Re: Bending of light not well authenticated
- From: "Dirk Van de moortel" <dirkvandemoortel@xxxxxxxxxxxxxxxxxxxxxxxxxxx>
- Date: Thu, 28 Apr 2005 17:42:24 GMT
"Koobee Wublee" <kublai@xxxxxxx> wrote in message news:2D_be.1197$Do2.105@xxxxxxxxxxxxx
>
> "Dan Winters" <dwinters@xxxxxxxxxx> wrote in message
> news:42705e70.535227546@xxxxxxxxxxxxxxx
> > On Mon, 25 Apr 2005 John C. Polasek <jpolasek@xxxxxxxxxx> wrote:
> >>I have not been able to find a really satisfactory derivation of
> >>general relativity's 1.75" bending of the sun's rays...does anyone
> >>know of a downloadable document that uses actual mathematics
> >>to prove the 1.75" deviation.
> >
> >
> > A quick search on google turns up this page, which includes a complete
> > derivation of the relativistic deflection of light:
> >
> > http://www.mathpages.com/rr/s6-03/6-03.htm
>
> At the perihelion, if (r = r0), then there is no deflection.

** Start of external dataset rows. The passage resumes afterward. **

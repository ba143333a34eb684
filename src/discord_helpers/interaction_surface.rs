use std::sync::atomic::{AtomicBool, Ordering};
use std::time::Duration;

use serenity::all::{
    CommandInteraction, Context, CreateEmbed, CreateInteractionResponse,
    CreateInteractionResponseFollowup, CreateInteractionResponseMessage, EditMessage, MessageId,
    ReactionCollector, ReactionType, UserId,
};
use serenity::async_trait;
use serenity::http::HttpError;
use serenity::model::ModelError;

use crate::menu::{MenuSurface, ReactionEvent, SurfaceError};

const FORBIDDEN: u16 = 403;

/// Menu surface for the channel a slash command was used in.
///
/// The first message sent answers the command, later ones are follow-ups.
pub struct InteractionSurface<'a> {
    ctx: &'a Context,
    cmd: &'a CommandInteraction,
    responded: AtomicBool,
}

impl<'a> InteractionSurface<'a> {
    pub fn new(ctx: &'a Context, cmd: &'a CommandInteraction) -> Self {
        Self {
            ctx,
            cmd,
            responded: AtomicBool::new(false),
        }
    }
}

fn classify(err: serenity::Error) -> SurfaceError {
    let forbidden = match &err {
        serenity::Error::Http(HttpError::UnsuccessfulRequest(response)) => {
            response.status_code.as_u16() == FORBIDDEN
        }
        serenity::Error::Model(ModelError::InvalidPermissions { .. }) => true,
        _ => false,
    };
    if forbidden {
        SurfaceError::Forbidden(err.to_string())
    } else {
        SurfaceError::Failed(err.to_string())
    }
}

fn reaction(symbol: &str) -> ReactionType {
    ReactionType::Unicode(symbol.to_string())
}

#[async_trait]
impl MenuSurface for InteractionSurface<'_> {
    type Page = CreateEmbed;

    async fn send(&self, page: &CreateEmbed) -> Result<MessageId, SurfaceError> {
        if !self.responded.swap(true, Ordering::SeqCst) {
            let builder = CreateInteractionResponse::Message(
                CreateInteractionResponseMessage::new().embed(page.clone()),
            );
            self.cmd
                .create_response(&self.ctx.http, builder)
                .await
                .map_err(classify)?;
            // the response itself carries no message, it has to be fetched
            let message = self
                .cmd
                .get_response(&self.ctx.http)
                .await
                .map_err(classify)?;
            return Ok(message.id);
        }

        let builder = CreateInteractionResponseFollowup::new().embed(page.clone());
        let message = self
            .cmd
            .create_followup(&self.ctx.http, builder)
            .await
            .map_err(classify)?;
        Ok(message.id)
    }

    async fn edit(&self, message: MessageId, page: &CreateEmbed) -> Result<(), SurfaceError> {
        self.cmd
            .channel_id
            .edit_message(&self.ctx.http, message, EditMessage::new().embed(page.clone()))
            .await
            .map(|_| ())
            .map_err(classify)
    }

    async fn delete(&self, message: MessageId) -> Result<(), SurfaceError> {
        self.cmd
            .channel_id
            .delete_message(&self.ctx.http, message)
            .await
            .map_err(classify)
    }

    async fn add_marker(&self, message: MessageId, symbol: &str) -> Result<(), SurfaceError> {
        self.cmd
            .channel_id
            .create_reaction(&self.ctx.http, message, reaction(symbol))
            .await
            .map_err(classify)
    }

    async fn remove_marker(
        &self,
        message: MessageId,
        symbol: &str,
        user: Option<UserId>,
    ) -> Result<(), SurfaceError> {
        self.cmd
            .channel_id
            .delete_reaction(&self.ctx.http, message, user, reaction(symbol))
            .await
            .map_err(classify)
    }

    async fn clear_markers(&self, message: MessageId) -> Result<(), SurfaceError> {
        self.cmd
            .channel_id
            .delete_reactions(&self.ctx.http, message)
            .await
            .map_err(classify)
    }

    async fn await_reaction(&self, message: MessageId, timeout: Duration) -> Option<ReactionEvent> {
        let reaction = ReactionCollector::new(&self.ctx.shard)
            .message_id(message)
            .timeout(timeout)
            .await?;

        let emoji = match &reaction.emoji {
            ReactionType::Unicode(symbol) => symbol.clone(),
            other => other.to_string(),
        };
        Some(ReactionEvent {
            message: reaction.message_id,
            user: reaction.user_id,
            emoji,
        })
    }
}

To have a
> deflection, it should be that (r = r0 - dr) where (dr = deflected amount at
> perihelion). Granted
>
> r0 >> dr
>
> However, the angle of deflection is so small that including (r = r0 - dr)
> into the equating, it will null out the deflected angle at r = infinity.

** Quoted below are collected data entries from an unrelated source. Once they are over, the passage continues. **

use std::{
    fs::{self, OpenOptions},
    io::Write,
    path::{Path, PathBuf},
    time::Duration,
};

use serde::{Deserialize, Serialize};

use crate::hey;

const CONFIG_PATH: &str = "./config.json";

fn default_books_path() -> PathBuf {
    PathBuf::from("books")
}

fn default_max_embed_length() -> usize {
    4096
}

fn default_multipage_timeout_secs() -> u64 {
    900
}

fn default_deletable_timeout_secs() -> u64 {
    60
}

#[derive(Serialize, Deserialize, Debug, Clone)]
pub struct ConfigSettings {
    /// Directory holding the book json files
    #[serde(default = "default_books_path")]
    books_path: PathBuf,
    /// Longest description a single embed may carry
    #[serde(default = "default_max_embed_length")]
    max_embed_length: usize,
    /// Idle window of a page-flipping menu
    #[serde(default = "default_multipage_timeout_secs")]
    multipage_timeout_secs: u64,
    /// Idle window of a deletable post
    #[serde(default = "default_deletable_timeout_secs")]
    deletable_timeout_secs: u64,
}

impl Default for ConfigSettings {
    fn default() -> Self {
        Self {
            books_path: default_books_path(),
            max_embed_length: default_max_embed_length(),
            multipage_timeout_secs: default_multipage_timeout_secs(),
            deletable_timeout_secs: default_deletable_timeout_secs(),
        }
    }
}

impl ConfigSettings {
    pub fn get() -> Self {
        let path = Path::new(CONFIG_PATH);

        if !path.exists() {
            Self::generate(path);
            return Self::default();
        }

        let Ok(data) = fs::read_to_string(path) else {
            hey!("Failed to read {}, using defaults.", CONFIG_PATH);
            return Self::default();
        };

        Self::parse(&data)
    }

    /// Falls back to the defaults when the data is not valid config json.
    pub fn parse(data: &str) -> Self {
        match serde_json::from_str(data) {
            Ok(cfg) => cfg,
            Err(e) => {
                hey!("Failed to deserialize config data ({}), using defaults.", e);
                Self::default()
            }
        }
    }

    fn generate(path: &Path) {
        let Ok(mut file) = OpenOptions::new()
            .read(false)
            .write(true)
            .create(true)
            .truncate(true)
            .open(path)
        else {
            hey!("Failed to get file for config file.");
            return;
        };

        let Ok(data) = serde_json::to_string_pretty(&Self::default()) else {
            hey!("Failed to serialize config data.");
            return;
        };

        if let Err(e) = write!(file, "{}", data) {
            hey!("Failed to write to file for config: {}", e);
        }
    }

    pub fn books_path(&self) -> &Path {
        &self.books_path
    }

    pub fn max_embed_length(&self) -> usize {
        self.max_embed_length.max(1)
    }

    pub fn multipage_timeout(&self) -> Duration {
        Duration::from_secs(self.multipage_timeout_secs)
    }

    pub fn deletable_timeout(&self) -> Duration {
        Duration::from_secs(self.deletable_timeout_secs)
    }
}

> That means in the inward bound, the photon will be deflected closer to the
> sun, and at its perihelion, the deflected distance is (dr). However, as the
> photon leaves the sun, it will undo its deflection. It will end up with no
> deflection at all at (r = infinity).
>
> Since the derivation that leads to the Christoffel symbols is nothing but
> applying the principle of the least action. A simple Euler-Lagrange method
> with a few substitutions should leads to equations (2). So far, we are
> looking at how the photon is behaving in the observed spacetime whose
> curvature is influenced by the sun. The article also mentions (dtau = 0)
> which means we can also write an equation to describe the path of the photon
> in proper space using proper time. That is
>
> c^2 dtau^2 = drho^2 - rho^2 dtheta^2
>
> Applying the principle of least action (Euler-Lagange or Christoffel
> symbols), we have no distortion to the photon's travel. The points of
> interest are when the photon just stars out its journey and when the photon
> ends its journey. Since in proper spacetime there is no deflection, in
> distorted observed spacetime there must not be any deflection at all at (r =
> infinity). This agrees with the condition above where the perihelion occurs
> at (r = r0 - dr).
>
> GR does not predict a deflection of a photon near a gravitation mass in the
> end result. However, in between, the severity of the deflection is not a
> function of the deflected angle but its deflected position.
Gasp.
"An Aerospace Engineer's view on General Relativity":
http://users.pandora.be/vdmoortel/dirk/Physics/Fumbles/AerospaceRelativity.html
Nice but futile trolling attempt.
Dirk Vdm
.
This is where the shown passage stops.